→ **WHAT THE TASK REQUIRES**: Print the records below word for word, beginning with the first line and ending once the line containing "in the second." is printed.

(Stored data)
******
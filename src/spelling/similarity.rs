//! Ratcliff/Obershelp similarity ("gestalt pattern matching").
//!
//! The ratio is `2 * M / T`, where `T` is the total length of both strings and
//! `M` the number of characters in matching blocks. Blocks are found by taking
//! the longest common substring and recursing on the pieces to its left and
//! right. Ties between equally long substrings go to the one that starts
//! earliest in the first string, then earliest in the second.

/// Find the longest common block of `a[alo..ahi]` and `b[blo..bhi]`.
///
/// Returns `(i, j, size)`.
fn find_longest_match(
    a: &[char],
    b: &[char],
    (alo, ahi): (usize, usize),
    (blo, bhi): (usize, usize),
) -> (usize, usize, usize) {
    let (mut best_i, mut best_j, mut best_size) = (alo, blo, 0);

    // run[j + 1] = length of the match ending at a[i - 1], b[j]
    let mut prev_run = vec![0usize; b.len() + 1];
    let mut curr_run = vec![0usize; b.len() + 1];

    for i in alo..ahi {
        for j in blo..bhi {
            curr_run[j + 1] = if a[i] == b[j] {
                let k = if j > blo { prev_run[j] } else { 0 } + 1;
                if k > best_size {
                    best_i = i + 1 - k;
                    best_j = j + 1 - k;
                    best_size = k;
                }
                k
            } else {
                0
            };
        }
        std::mem::swap(&mut prev_run, &mut curr_run);
    }

    (best_i, best_j, best_size)
}

/// Total number of characters in the matching blocks of `a` and `b`.
pub fn matching_characters(a: &[char], b: &[char]) -> usize {
    let mut total = 0;
    let mut queue = vec![((0, a.len()), (0, b.len()))];

    while let Some(((alo, ahi), (blo, bhi))) = queue.pop() {
        let (i, j, k) = find_longest_match(a, b, (alo, ahi), (blo, bhi));
        if k == 0 {
            continue;
        }
        total += k;
        if alo < i && blo < j {
            queue.push(((alo, i), (blo, j)));
        }
        if i + k < ahi && j + k < bhi {
            queue.push(((i + k, ahi), (j + k, bhi)));
        }
    }

    total
}

/// Similarity ratio in `[0.0, 1.0]`; two empty strings are identical.
pub fn similarity_ratio(a: &str, b: &str) -> f64 {
    let a: Vec<char> = a.chars().collect();
    let b: Vec<char> = b.chars().collect();
    let total = a.len() + b.len();
    if total == 0 {
        return 1.0;
    }
    2.0 * matching_characters(&a, &b) as f64 / total as f64
}

/// The candidate most similar to `word`, if any reaches `cutoff`.
///
/// Ties on the ratio go to the lexicographically greatest candidate, so the
/// result does not depend on the order of `candidates`.
pub fn closest_match<'a, I>(word: &str, candidates: I, cutoff: f64) -> Option<&'a str>
where
    I: IntoIterator<Item = &'a str>,
{
    let mut best: Option<(f64, &'a str)> = None;

    for candidate in candidates {
        let score = similarity_ratio(candidate, word);
        if score < cutoff {
            continue;
        }
        let better = match best {
            None => true,
            Some((best_score, best_candidate)) => {
                score > best_score || (score == best_score && candidate > best_candidate)
            }
        };
        if better {
            best = Some((score, candidate));
        }
    }

    best.map(|(_, candidate)| candidate)
}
******
→ **RESPONSE**:
filename src/spelling/similarity.rs
//! Ratcliff/Obershelp similarity ("gestalt pattern matching").
//!
//! The ratio is `2 * M / T`, where `T` is the total length of both strings and
//! `M` the number of characters in matching blocks. Blocks are found by taking
//! the longest common substring and recursing on the pieces to its left and
//! right. Ties between equally long substrings go to the one that starts
//! earliest in the first string, then earliest in the second.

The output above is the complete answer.